In following releases, we will continue to extend HTTP warnings, for example, by labelling HTTP pages as “not secure” in Incognito mode, where users may have higher expectations of privacy. Eventually, we plan to label all HTTP pages as non-secure, and change the HTTP security indicator to the red triangle that we use for broken HTTPS.
(Score: 2) by theluggage on Monday September 12 2016, @12:11PM
This is addressed in TFA, it sounds like they're aware of that effect and they're trying to take it into consideration:
Does that mean they're actually going to take it into consideration (which would involve considering the possibility that flagging all HTTP pages would be a step to far), or is it the usual "taking into consideration" (we'll discuss it a bit in committee and then go ahead and do what we've already decided to do)?

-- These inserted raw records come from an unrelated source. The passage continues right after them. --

//! # Logging
//!
//! Tracing subscriber setup shared by both binaries.
//!
//! Logs go to stderr so stdout stays free for console frames and JSON Lines.
//! When `[logging] dir` is set they go to a daily rolling file instead.

use tracing_appender::non_blocking::WorkerGuard;
use tracing_subscriber::EnvFilter;

use crate::config::LoggingConfig;

/// Prefix of rolling log file names
pub const LOG_FILE_PREFIX: &str = "motion-remote.log";

/// Default level, overridable through `RUST_LOG`
fn env_filter() -> EnvFilter {
    EnvFilter::from_default_env().add_directive(tracing::Level::INFO.into())
}

/// Install the global subscriber.
///
/// The returned guard flushes file output on drop and must be held until exit.
pub fn init(config: &LoggingConfig) -> Option<WorkerGuard> {
    if config.dir.is_empty() {
        tracing_subscriber::fmt()
            .with_env_filter(env_filter())
            .with_writer(std::io::stderr)
            .init();
        return None;
    }

    let appender = tracing_appender::rolling::daily(&config.dir, LOG_FILE_PREFIX);
    let (writer, guard) = tracing_appender::non_blocking(appender);

    tracing_subscriber::fmt()
        .with_env_filter(env_filter())
        .with_writer(writer)
        .with_ansi(false)
        .init();

    Some(guard)
}
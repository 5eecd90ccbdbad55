//! # Packet Module
//!
//! Fixed binary layout sent to the PC, one UDP datagram per loop iteration.
//!
//! This module handles:
//! - Declarative field layouts (presets and custom field lists)
//! - Encoding samples as little-endian floats plus a button mask byte
//! - Decoding packets on the receiving side

pub mod decoder;
pub mod encoder;
pub mod layout;
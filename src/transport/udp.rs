//! UDP delivery of encoded packets.
//!
//! Each frame becomes exactly one datagram with no header, sequence number or
//! framing. The receiver identifies the layout by size alone.

use async_trait::async_trait;
use std::net::{Ipv4Addr, Ipv6Addr, SocketAddr};
use tokio::net::{lookup_host, UdpSocket};
use tracing::debug;

use super::{Frame, TelemetrySink};
use crate::error::{MotionRemoteError, Result};

/// Sends packets to a fixed destination
#[derive(Debug)]
pub struct UdpSink {
    socket: UdpSocket,
    destination: SocketAddr,
}

impl UdpSink {
    /// Resolve the destination and open a connected socket
    ///
    /// # Errors
    ///
    /// Returns `TransportSetup` if the host cannot be resolved, or `Io` if the
    /// socket cannot be bound.
    pub async fn connect(host: &str, port: u16) -> Result<Self> {
        let destination = lookup_host((host, port))
            .await
            .map_err(|e| {
                MotionRemoteError::TransportSetup(format!("Failed to resolve {}: {}", host, e))
            })?
            .next()
            .ok_or_else(|| {
                MotionRemoteError::TransportSetup(format!("No address found for {}", host))
            })?;

        let local = if destination.is_ipv4() {
            SocketAddr::from((Ipv4Addr::UNSPECIFIED, 0))
        } else {
            SocketAddr::from((Ipv6Addr::UNSPECIFIED, 0))
        };

        let socket = UdpSocket::bind(local).await?;
        socket.connect(destination).await?;
        debug!("UDP socket {} connected to {}", socket.local_addr()?, destination);

        Ok(Self {
            socket,
            destination,
        })
    }

    pub fn destination(&self) -> SocketAddr {
        self.destination
    }
}

#[async_trait]
impl TelemetrySink for UdpSink {
    async fn publish(&mut self, frame: &Frame) -> Result<()> {
        let sent = self.socket.send(&frame.packet).await.map_err(|e| {
            MotionRemoteError::TransportSend(format!(
                "Failed to send to {}: {}",
                self.destination, e
            ))
        })?;

        if sent != frame.packet.len() {
            return Err(MotionRemoteError::TransportSend(format!(
                "Short send to {}: {} of {} bytes",
                self.destination,
                sent,
                frame.packet.len()
            )));
        }

        Ok(())
    }

    fn describe(&self) -> String {
        format!("udp://{}", self.destination)
    }
}

#[cfg(test)]
mod tests {
    use super::*;
    use crate::input::InputState;
    use crate::packet::encoder::encode_packet;
    use crate::packet::layout::PacketLayout;
    use crate::sensor::sample::{PhysicalSample, RawSample};
    use tokio_test::assert_ok;

    fn frame() -> Frame {
        let sample = PhysicalSample {
            ax: 1.0,
            gz: -2.5,
            ..Default::default()
        };
        let input = InputState {
            buttons: 0b11,
            joystick: [0.5, 0.0],
        };
        Frame {
            raw: RawSample::default(),
            sample,
            input,
            packet: encode_packet(&PacketLayout::imu_buttons_joystick(), &sample, &input),
        }
    }

    #[tokio::test]
    async fn test_publish_sends_one_datagram() {
        let receiver = UdpSocket::bind("127.0.0.1:0").await.unwrap();
        let port = receiver.local_addr().unwrap().port();

        let mut sink = assert_ok!(UdpSink::connect("127.0.0.1", port).await);
        let frame = frame();
        assert_ok!(sink.publish(&frame).await);

        let mut buf = [0u8; 64];
        let (len, _) = receiver.recv_from(&mut buf).await.unwrap();
        assert_eq!(len, 29);
        assert_eq!(&buf[..len], &frame.packet[..]);
    }

    #[tokio::test]
    async fn test_each_frame_is_separate_datagram() {
        let receiver = UdpSocket::bind("127.0.0.1:0").await.unwrap();
        let port = receiver.local_addr().unwrap().port();

        let mut sink = UdpSink::connect("127.0.0.1", port).await.unwrap();
        sink.publish(&frame()).await.unwrap();
        sink.publish(&frame()).await.unwrap();

        let mut buf = [0u8; 64];
        for _ in 0..2 {
            let (len, _) = receiver.recv_from(&mut buf).await.unwrap();
            assert_eq!(len, 29);
        }
    }

    #[tokio::test]
    async fn test_unresolvable_host_is_setup_error() {
        let err = UdpSink::connect("host.invalid", 5005).await.unwrap_err();
        assert!(matches!(err, MotionRemoteError::TransportSetup(_)));
        assert!(!err.is_recoverable());
    }

    #[tokio::test]
    async fn test_describe() {
        let sink = UdpSink::connect("127.0.0.1", 6000).await.unwrap();
        assert_eq!(sink.describe(), "udp://127.0.0.1:6000");
        assert_eq!(sink.destination().port(), 6000);
    }
}
//! # Transport Module
//!
//! Delivers each frame to the PC or a console.
//!
//! This module handles:
//! - UDP delivery of encoded packets, one datagram per frame
//! - Human-readable console lines on stdout or a serial port
//! - Wi-Fi association with bounded retries before streaming starts

pub mod console;
pub mod network;
pub mod udp;

use async_trait::async_trait;
use bytes::Bytes;
use tracing::info;

use crate::config::{TransportConfig, TransportMode};
use crate::error::Result;
use crate::input::InputState;
use crate::sensor::sample::{PhysicalSample, RawSample};
use console::ConsoleSink;
use udp::UdpSink;

/// Everything produced by one loop iteration
#[derive(Debug, Clone, PartialEq)]
pub struct Frame {
    pub raw: RawSample,
    pub sample: PhysicalSample,
    pub input: InputState,
    /// Encoded packet, opaque to the transport
    pub packet: Bytes,
}

/// Destination for frames
#[cfg_attr(test, mockall::automock)]
#[async_trait]
pub trait TelemetrySink: Send {
    /// Deliver one frame
    async fn publish(&mut self, frame: &Frame) -> Result<()>;

    /// Where frames go, for log messages
    fn describe(&self) -> String;
}

/// Build the sink selected by the transport configuration
///
/// # Errors
///
/// Returns error if the destination cannot be resolved or the serial console
/// cannot be opened.
pub async fn build_sink(config: &TransportConfig) -> Result<Box<dyn TelemetrySink>> {
    let sink: Box<dyn TelemetrySink> = match config.mode {
        TransportMode::Udp => {
            Box::new(UdpSink::connect(&config.dest_host, config.dest_port).await?)
        }
        TransportMode::Console if config.console_device.is_empty() => {
            Box::new(ConsoleSink::stdout())
        }
        TransportMode::Console => Box::new(ConsoleSink::open_serial(
            &config.console_device,
            config.console_baud_rate,
        )?),
    };

    info!("Streaming frames to {}", sink.describe());
    Ok(sink)
}
//! # Packet Decoder
//!
//! Reads packets back into samples on the receiving side.

use bytes::Buf;

use super::layout::{Field, PacketLayout};
use crate::error::{MotionRemoteError, Result};
use crate::input::InputState;
use crate::sensor::sample::PhysicalSample;

/// Fields recovered from a packet
///
/// Fields the layout does not carry are left at zero.
#[derive(Debug, Clone, Copy, PartialEq, Default)]
pub struct DecodedPacket {
    pub sample: PhysicalSample,
    pub input: InputState,
}

/// Decode a packet
///
/// # Arguments
///
/// * `layout` - Field order and widths used by the sender
/// * `data` - Received payload
///
/// # Returns
///
/// * `Result<DecodedPacket>` - Decoded fields, or error if the size is wrong
///
/// # Errors
///
/// Returns `Packet` if `data` is not exactly `layout.size()` bytes.
pub fn decode_packet(layout: &PacketLayout, data: &[u8]) -> Result<DecodedPacket> {
    if data.len() != layout.size() {
        return Err(MotionRemoteError::Packet(format!(
            "Expected {} bytes for layout '{}', got {}",
            layout.size(),
            layout.name(),
            data.len()
        )));
    }

    let mut buf = data;
    let mut decoded = DecodedPacket::default();

    for &field in layout.fields() {
        match field {
            Field::Ax => decoded.sample.ax = buf.get_f32_le(),
            Field::Ay => decoded.sample.ay = buf.get_f32_le(),
            Field::Az => decoded.sample.az = buf.get_f32_le(),
            Field::Gx => decoded.sample.gx = buf.get_f32_le(),
            Field::Gy => decoded.sample.gy = buf.get_f32_le(),
            Field::Gz => decoded.sample.gz = buf.get_f32_le(),
            Field::Buttons => decoded.input.buttons = buf.get_u8(),
            Field::JoystickX => decoded.input.joystick[0] = buf.get_f32_le(),
            Field::JoystickY => decoded.input.joystick[1] = buf.get_f32_le(),
        }
    }

    Ok(decoded)
}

Passwords and credit cards? Fine - frankly I'd rather not put credit card info into a site that doesn't have extended verification, let alone a HTTP one. However - how reliably can you detect this if the page is using AJAX or Javascript? False security is worse than no security.
Incognito mode? Fine: you've specifically asked the browser to get paranoid.
Any old HTTP page? Sorry, no, that's just crying wolf - if you're that concerned about being monitored or spoofed, turn on Incognito mode.
"Studies show that users do not perceive the lack of a “secure” icon as a warning, but also that users become blind to warnings that occur too frequently"
Really? Quick, call the Journal of Urso-Sylvanian Scatology (incorporating Pontifical Denomination Studies)!
(Score: 2) by JNCF on Monday September 12 2016, @08:56PM
Flagging all HTTP sites seems like a step too far right now. I don't think they've committed to a firm timetable. If rolled out after the vast majority of sites are already HTTPS, I could see it not contributing to the effect you're worried about.
(Score: 2) by theluggage on Tuesday September 13 2016, @04:13PM
If rolled out after the vast majority of sites are already HTTPS, I could see it not contributing to the effect you're worried about.
That last 20% of http sites is gonna take a long time to shift. - run by people in their copious free time, on zero budget, with hosting companies that aren't falling over themselves to add Lets Encrypt support to make it click & drool (no, that's not always essential, but it makes it much easier, especially with Let's Encrypt's short-lived certs).